• _What you have to do_:
From the line that contains "self.labels[i].mark_noise()" to the last line of the records below, retype each line exactly; leave out everything else.

• _The data_:

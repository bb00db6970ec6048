//! Shared per-point state for a clustering run.
//!
//! ## Purpose
//!
//! This module provides `PointStore`, the single structure shared by every
//! worker: immutable coordinates plus the concurrency-safe `visited`, `core`
//! and `label` fields of each point.
//!
//! ## Design notes
//!
//! * **No coarse lock**: Every mutable field is an independent atomic.
//! * **Index-stable**: Points are addressed by their input index; the store
//!   never grows or shrinks after construction.
//! * **No sentinels**: Every slot holds a real point, including the origin.
//!
//! ## Invariants
//!
//! * Coordinates are finite and written once, at construction.
//! * `visited` flips `false -> true` at most once per point.
//! * `core` is set only by the worker that won the visit of the point.
//!
//! ## Non-goals
//!
//! * This module does not support insertion or removal during a run.

use num_traits::Float;
use std::sync::atomic::{AtomicBool, Ordering};

use crate::primitives::errors::DbscanError;
use crate::primitives::label::{AtomicLabel, Claim, ClusterId, Label};

/// Coordinates and concurrent clustering state of a fixed set of 2D points.
#[derive(Debug)]
pub struct PointStore<T> {
    coords: Vec<[T; 2]>,
    visited: Vec<AtomicBool>,
    core: Vec<AtomicBool>,
    labels: Vec<AtomicLabel>,
}

impl<T: Float> PointStore<T> {
    /// Load points into a fresh store with every point unvisited and unlabeled.
    pub fn new(points: &[[T; 2]]) -> Result<Self, DbscanError> {
        if let Some(index) = points
            .iter()
            .position(|p| !p[0].is_finite() || !p[1].is_finite())
        {
            return Err(DbscanError::NonFiniteCoordinate { index });
        }

        let n = points.len();
        Ok(Self {
            coords: points.to_vec(),
            visited: (0..n).map(|_| AtomicBool::new(false)).collect(),
            core: (0..n).map(|_| AtomicBool::new(false)).collect(),
            labels: (0..n).map(|_| AtomicLabel::new()).collect(),
        })
    }

    /// Number of points.
    pub fn len(&self) -> usize {
        self.coords.len()
    }

    /// Whether the store holds no points.
    pub fn is_empty(&self) -> bool {
        self.coords.is_empty()
    }

    /// All coordinates, in input order.
    pub fn coords(&self) -> &[[T; 2]] {
        &self.coords
    }

    /// Coordinates of point `i`.
    #[inline]
    pub fn point(&self, i: usize) -> [T; 2] {
        self.coords[i]
    }

    /// Atomically mark point `i` visited. Returns `true` only for the caller
    /// that performed the `false -> true` transition.
    #[inline]
    pub fn try_visit(&self, i: usize) -> bool {
        !self.visited[i].swap(true, Ordering::AcqRel)
    }

    /// Whether point `i` has been visited.
    pub fn is_visited(&self, i: usize) -> bool {
        self.visited[i].load(Ordering::Acquire)
    }

    /// Record that point `i` is a core point.
    ///
    /// Core flags are sequentially consistent: of two workers that each mark
    /// a point core and then read the other's flag, at least one sees it set.
    pub fn mark_core(&self, i: usize) {
        self.core[i].store(true, Ordering::SeqCst);
    }

    /// Whether point `i` was found to be a core point.
    pub fn is_core(&self, i: usize) -> bool {
        self.core[i].load(Ordering::SeqCst)
    }

    /// Current label of point `i`.
    pub fn label(&self, i: usize) -> Label {
        self.labels[i].load()
    }

    /// Claim point `i` for cluster `id`; see [`AtomicLabel::try_claim`].
    #[inline]
    pub fn try_claim(&self, i: usize, id: ClusterId) -> Claim {
        self.labels[i].try_claim(id)
    }

    /// Mark point `i` as noise if it is still unlabeled.
    pub fn mark_noise(&self, i: usize) -> bool {
        self.labels[i].mark_noise()
    }

    /// Snapshot of every label, in input order.
    pub fn labels(&self) -> Vec<Label> {
        self.labels.iter().map(AtomicLabel::load).collect()
    }

    /// Snapshot of every core flag, in input order.
    pub fn core_flags(&self) -> Vec<bool> {
        self.core.iter().map(|c| c.load(Ordering::Acquire)).collect()
    }

    /// Consume the store, returning the coordinates.
    pub fn into_coords(self) -> Vec<[T; 2]> {
        self.coords
    }
}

• _Answer for the task_:
        self.labels[i].mark_noise()
    }

    /// Snapshot of every label, in input order.
    pub fn labels(&self) -> Vec<Label> {
        self.labels.iter().map(AtomicLabel::load).collect()
    }

    /// Snapshot of every core flag, in input order.
    pub fn core_flags(&self) -> Vec<bool> {
        self.core.iter().map(|c| c.load(Ordering::Acquire)).collect()
    }

    /// Consume the store, returning the coordinates.
    pub fn into_coords(self) -> Vec<[T; 2]> {
        self.coords
    }
}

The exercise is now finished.